Her mother slapped her palms down on the table.

“And I love him! I felt for him! He tried his best to control it and I could protect you girls better that way. I kept us separate from you. You see, I knew you would have one another. And the younger ones would have you. I thought that way you could at least grow into your own women. And you did. Look at you.”

Avery’s voice, when she did speak, was barely a whisper.

“But I wasn’t ready. I couldn’t even look after myself.”

Her mother made a gesture to dismiss this.

“But you did it.”

“Not Nicky. I lost…I lost her.”

Her mother reached across the table and clasped Avery’s hand with the fierceness of a falcon clutching a field mouse in its talon. The intensity of her gaze frightened Avery.

“Is that what you think?” she asked. “That it was your fault?”

“You said it yourself, they were meant to have me.”

“To walk them home from school, not to babysit them for the rest of their lives!”

Avery shook her head.

“But I left them. Twice. First for California and then for London. I was so happy with Chiti and my big job. It was selfish. I should have known what was going on with her. I should have come back.”

“You think you moving back to New York could have saved her?”

“I don’t know,” Avery said, and it was a child’s keen. “Wouldn’t it?”

Then her mother did something highly unusual; she scooted around the table and took Avery in her arms. She rocked with Avery’s head against her chest, making little gentle shushing noises and smoothing down Avery’s dark hair.

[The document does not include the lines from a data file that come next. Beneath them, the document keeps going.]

//! Record ingestion for lift status rows
//!
//! Normalizes a sequence of loosely-typed spreadsheet rows into uniform
//! [`LiftStatusRecord`]s. Ingestion is a pure transform: a timestamp that
//! fails to parse becomes `None` (the record is later dropped by the date
//! filter, not here), and unrecognized category labels pass through for the
//! category filter to reject.

use crate::app::models::{LiftCategory, LiftStatusRecord, RawStatusRow};
use chrono::NaiveDateTime;
use tracing::debug;

/// Timestamp formats accepted for the event-time column
const EVENT_TIME_FORMATS: &[&str] = &[
    "%Y-%m-%d %H:%M:%S",
    "%Y-%m-%d %H:%M",
    "%m/%d/%Y %H:%M:%S",
    "%m/%d/%Y %H:%M",
];

/// Normalize raw spreadsheet rows into typed records
///
/// Never fails; rows with malformed fields produce records with null fields
/// rather than being dropped.
pub fn ingest_rows(rows: &[RawStatusRow]) -> Vec<LiftStatusRecord> {
    rows.iter().map(ingest_row).collect()
}

/// Normalize a single raw row
pub fn ingest_row(row: &RawStatusRow) -> LiftStatusRecord {
    LiftStatusRecord {
        lift_name: row.lift.trim().to_string(),
        category: LiftCategory::from_label(&row.category),
        reasoning: row.reasoning.trim().to_string(),
        event_time: parse_event_time(&row.event_time),
        resolved_marker: row.resolved.trim().to_string(),
        fault_text: row.fault.trim().to_string(),
        duration_hours: None,
    }
}

/// Parse an event timestamp string, coercing failures to `None`
pub fn parse_event_time(value: &str) -> Option<NaiveDateTime> {
    let trimmed = value.trim();
    if trimmed.is_empty() {
        return None;
    }

    for format in EVENT_TIME_FORMATS {
        if let Ok(parsed) = NaiveDateTime::parse_from_str(trimmed, format) {
            return Some(parsed);
        }
    }

    debug!("unparseable event time coerced to null: '{trimmed}'");
    None
}

/// Read raw rows from CSV bytes
///
/// If the bytes cannot be interpreted as tabular data at all, returns an
/// empty sequence rather than failing the pipeline; individual bad rows are
/// skipped the same way.
pub fn rows_from_csv(bytes: &[u8]) -> Vec<RawStatusRow> {
    let mut reader = csv::ReaderBuilder::new()
        .flexible(true)
        .from_reader(bytes);

    let mut rows = Vec::new();
    for result in reader.deserialize::<RawStatusRow>() {
        match result {
            Ok(row) => rows.push(row),
            Err(err) => debug!("skipping malformed sheet row: {err}"),
        }
    }

    rows
}

#[cfg(test)]
mod tests {
    use super::*;
    use chrono::{Datelike, Timelike};

    fn raw_row(event_time: &str) -> RawStatusRow {
        RawStatusRow {
            lift: "Jupiter".to_string(),
            category: "Hold".to_string(),
            reasoning: "High wind".to_string(),
            event_time: event_time.to_string(),
            resolved: String::new(),
            fault: "Wind > 40mph".to_string(),
        }
    }

    #[test]
    fn test_ingest_well_formed_row() {
        let record = ingest_row(&raw_row("2025-02-28 07:45:00"));

        assert_eq!(record.lift_name, "Jupiter");
        assert_eq!(record.category, LiftCategory::Hold);
        let time = record.event_time.unwrap();
        assert_eq!(time.date().day(), 28);
        assert_eq!(time.hour(), 7);
        assert_eq!(time.minute(), 45);
        assert!(record.duration_hours.is_none());
    }

    #[test]
    fn test_bad_timestamp_coerces_to_null() {
        let record = ingest_row(&raw_row("not a time"));
        assert!(record.event_time.is_none());
        // The record itself survives ingestion
        assert_eq!(record.lift_name, "Jupiter");
    }

    #[test]
    fn test_empty_timestamp_coerces_to_null() {
        assert!(parse_event_time("").is_none());
        assert!(parse_event_time("   ").is_none());
    }

    #[test]
    fn test_alternate_timestamp_formats() {
        assert!(parse_event_time("2025-02-28 07:45").is_some());
        assert!(parse_event_time("02/28/2025 07:45:00").is_some());
    }

    #[test]
    fn test_unrecognized_category_passes_through() {
        let mut row = raw_row("2025-02-28 07:45:00");
        row.category = "Closed".to_string();

        let record = ingest_row(&row);
        assert_eq!(record.category, LiftCategory::Other("Closed".to_string()));
    }

    #[test]
    fn test_missing_resolved_marker_is_empty() {
        let record = ingest_row(&raw_row("2025-02-28 07:45:00"));
        assert!(record.is_unresolved());
    }

    #[test]
    fn test_rows_from_csv() {
        let data = "\
Lift,MEOW Category,MEOW Reasoning,10.60 TIME,10.63,Fault
Jupiter,Hold,High wind,2025-02-28 07:45:00,,Wind > 40mph
Tombstone,Hold,Mechanical issue,2025-02-28 10:10:00,,Drive fault
";
        let rows = rows_from_csv(data.as_bytes());
        assert_eq!(rows.len(), 2);
        assert_eq!(rows[0].lift, "Jupiter");
        assert_eq!(rows[1].reasoning, "Mechanical issue");
    }

    #[test]
    fn test_non_tabular_bytes_yield_empty_sequence() {
        let rows = rows_from_csv(&[0xff, 0xfe, 0x00, 0x01]);
        assert!(rows.is_empty());
    }

    #[test]
    fn test_ingest_preserves_row_order() {
        let rows = vec![raw_row("2025-02-28 07:45:00"), {
            let mut r = raw_row("2025-02-28 08:30:00");
            r.lift = "Eagle".to_string();
            r
        }];

        let records = ingest_rows(&rows);
        assert_eq!(records[0].lift_name, "Jupiter");
        assert_eq!(records[1].lift_name, "Eagle");
    }
}
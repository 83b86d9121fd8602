#![no_main]

use arbitrary::Arbitrary;
use libfuzzer_sys::fuzz_target;
use soroban_sdk::{
    testutils::{Address as _, Ledger as _},
    token::{Client as TokenClient, StellarAssetClient},
    Address, Env,
};
use staking_pool::constants::ONE_HUNDRED_PERCENT;
use staking_pool::{ContractError, StakingPool, StakingPoolClient};

const START: u64 = 1_700_000_000;
const REWARD: i128 = 100_000_000_000;
const WALLET: i128 = 1_000_000_000_000;

#[derive(Arbitrary, Debug)]
pub enum FuzzAction {
    Stake { amount: u64 },
    Unstake,
    SweepExcess,
    Wait { seconds: u32 },
}

fuzz_target!(|actions: Vec<FuzzAction>| {
    let env = Env::default();
    env.mock_all_auths();
    env.ledger().set_timestamp(START);

    let token = env
        .register_stellar_asset_contract_v2(Address::generate(&env))
        .address();
    let admin = Address::generate(&env);
    let contract_id = env.register(StakingPool, (admin.clone(), token.clone()));
    let client = StakingPoolClient::new(&env, &contract_id);

    let fund = |who: &Address, amount: i128| {
        StellarAssetClient::new(&env, &token).mint(who, &amount);
        TokenClient::new(&env, &token).approve(who, &contract_id, &amount, &1_000);
    };

    fund(&admin, REWARD);
    client.initialize(&admin, &START, &REWARD, &(ONE_HUNDRED_PERCENT / 10));

    let mut users = Vec::new();
    for _ in 0..4 {
        let user = Address::generate(&env);
        fund(&user, WALLET);
        users.push(user);
    }

    // Looking for arithmetic panics, for any sequence that breaks the
    // principal bookkeeping, and for positions that can no longer be closed.
    let mut now = START;
    for (i, action) in actions.into_iter().enumerate() {
        let caller = &users[i % users.len()];
        match action {
            FuzzAction::Stake { amount } => {
                let _ = client.try_stake(caller, &(amount as i128));
            }
            FuzzAction::Unstake => {
                if let Err(Ok(e)) = client.try_unstake(caller) {
                    assert_ne!(e, ContractError::InsolvencyInvariantViolated);
                }
            }
            FuzzAction::SweepExcess => {
                let _ = client.try_sweep_excess_reserve(&admin);
            }
            FuzzAction::Wait { seconds } => {
                now = now.saturating_add(seconds as u64);
                env.ledger().set_timestamp(now);
            }
        }

        let pool = client.get_pool();
        let principal: i128 = users.iter().map(|u| client.get_account(u).principal).sum();
        assert_eq!(principal, pool.total_principal);
        assert!(pool.reward_budget >= 0);
    }

    for user in &users {
        if client.get_account(user).principal > 0 {
            assert!(matches!(client.try_unstake(user), Ok(Ok(_))));
        }
    }
    assert_eq!(client.get_pool().total_principal, 0);
});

“Listen to me,” she said. “I want you to really listen.” She put her mouth next to Avery’s ear to speak in a fierce whisper. “You are not that important.

Her mother insisted Avery could not visit the country without collecting some fresh eggs, which was how she found herself kneeling in the dirt by the chicken coop, her hand grasping blindly into the still, dusty darkness within. Finally, her hand settled on the familiar shape.